> _WHAT TO DO_
Report how many lines in the records below contain the word "contents". Nothing else belongs in the answer.

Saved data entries
══════
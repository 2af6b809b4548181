//! Shared harness for integration tests: a temp workspace plus helpers to
//! run the produced binary against it.

#![allow(dead_code)]

use std::path::Path;
use std::process::{Command, Output};
use tempfile::TempDir;

/// One temp workspace per test, torn down on drop.
pub struct TestWorkspace {
    temp: TempDir,
}

impl TestWorkspace {
    pub fn new() -> Self {
        Self {
            temp: TempDir::new().expect("create temp workspace"),
        }
    }

    pub fn root(&self) -> &Path {
        self.temp.path()
    }

    /// Run the binary with `APPSTRACT_HOME` pointed at this workspace.
    pub fn run(&self, args: &[&str]) -> CommandResult {
        let output = Command::new(env!("CARGO_BIN_EXE_appstract"))
            .args(args)
            .env("APPSTRACT_HOME", self.root())
            .env("NO_COLOR", "1")
            .output()
            .expect("run appstract binary");
        CommandResult { output }
    }

    /// Initialize the workspace layout through the binary itself.
    pub fn init(&self) {
        self.run(&["init"]).assert_success();
    }

    /// Write a manifest under `manifests/<app>.json`.
    pub fn write_manifest(&self, app: &str, contents: &str) {
        let dir = self.root().join("manifests");
        std::fs::create_dir_all(&dir).expect("create manifests dir");
        std::fs::write(dir.join(format!("{app}.json")), contents).expect("write manifest");
    }
}

/// Captured process result with assertion helpers.
pub struct CommandResult {
    output: Output,
}

impl CommandResult {
    pub fn stdout(&self) -> String {
        String::from_utf8_lossy(&self.output.stdout).into_owned()
    }

    pub fn stderr(&self) -> String {
        String::from_utf8_lossy(&self.output.stderr).into_owned()
    }

    pub fn assert_success(&self) -> &Self {
        assert!(
            self.output.status.success(),
            "expected success, got {:?}\nstdout: {}\nstderr: {}",
            self.output.status.code(),
            self.stdout(),
            self.stderr()
        );
        self
    }

    pub fn assert_failure(&self) -> &Self {
        assert!(
            !self.output.status.success(),
            "expected failure, got success\nstdout: {}\nstderr: {}",
            self.stdout(),
            self.stderr()
        );
        self
    }

    pub fn assert_stdout_contains(&self, needle: &str) -> &Self {
        assert!(
            self.stdout().contains(needle),
            "stdout missing {needle:?}\nstdout: {}\nstderr: {}",
            self.stdout(),
            self.stderr()
        );
        self
    }

    pub fn assert_stderr_contains(&self, needle: &str) -> &Self {
        assert!(
            self.stderr().contains(needle),
            "stderr missing {needle:?}\nstdout: {}\nstderr: {}",
            self.stdout(),
            self.stderr()
        );
        self
    }
}

/// A syntactically valid manifest whose artifact URL refuses connections
/// instantly (no DNS, no route).
pub fn unreachable_manifest() -> String {
    r#"{
        "version": "1.37.0-1",
        "architecture": {
            "64bit": {
                "url": "https://127.0.0.1:1/aria2.zip",
                "hash": "67d015301eef0b612191212d564c5bb0a14b5b9c4796b76454276a4d28d9b288",
                "extract_dir": "aria2-1.37.0-win-64bit-build1"
            }
        },
        "bin": "aria2c.exe"
    }"#
    .to_string()
}
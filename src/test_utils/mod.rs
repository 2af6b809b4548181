//! Shared fixtures for unit tests: in-process HTTP servers and in-memory
//! zip archives.

use axum::http::StatusCode;
use axum::routing::get;
use axum::Router;
use std::io::Write;
use zip::write::SimpleFileOptions;

/// Spawn an HTTP server answering every path with `body`, returning its
/// base URL.
pub async fn serve_bytes(body: Vec<u8>) -> String {
    let app = Router::new().fallback(move || {
        let body = body.clone();
        async move { body }
    });
    spawn(app).await
}

/// Spawn an HTTP server answering every path with the given status and an
/// empty body.
pub async fn serve_status(status: u16) -> String {
    let app = Router::new().fallback(move || async move {
        (StatusCode::from_u16(status).unwrap(), Vec::<u8>::new())
    });
    spawn(app).await
}

/// Spawn an HTTP server answering `path` with a JSON body and everything
/// else with 404.
pub async fn serve_json(path: &str, json: String) -> String {
    let app = Router::new().route(
        path,
        get(move || {
            let json = json.clone();
            async move {
                ([(axum::http::header::CONTENT_TYPE, "application/json")], json)
            }
        }),
    );
    spawn(app).await
}

async fn spawn(app: Router) -> String {
    let listener = tokio::net::TcpListener::bind("127.0.0.1:0").await.unwrap();
    let addr = listener.local_addr().unwrap();
    tokio::spawn(async move {
        axum::serve(listener, app).await.unwrap();
    });
    format!("http://{addr}")
}

/// Build an in-memory zip archive from `(name, content)` pairs; names
/// ending in `/` become directory entries.
pub fn build_zip(entries: &[(&str, &str)]) -> Vec<u8> {
    let mut writer = zip::ZipWriter::new(std::io::Cursor::new(Vec::new()));
    for (name, content) in entries {
        if name.ends_with('/') {
            writer
                .add_directory(*name, SimpleFileOptions::default())
                .unwrap();
        } else {
            writer.start_file(*name, SimpleFileOptions::default()).unwrap();
            writer.write_all(content.as_bytes()).unwrap();
        }
    }
    writer.finish().unwrap().into_inner()
}

/// Lowercase hex SHA-256 of a byte slice.
pub fn sha256_hex(bytes: &[u8]) -> String {
    use sha2::{Digest, Sha256};
    hex::encode(Sha256::digest(bytes))
}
══════
> _ANSWER SECTION_
2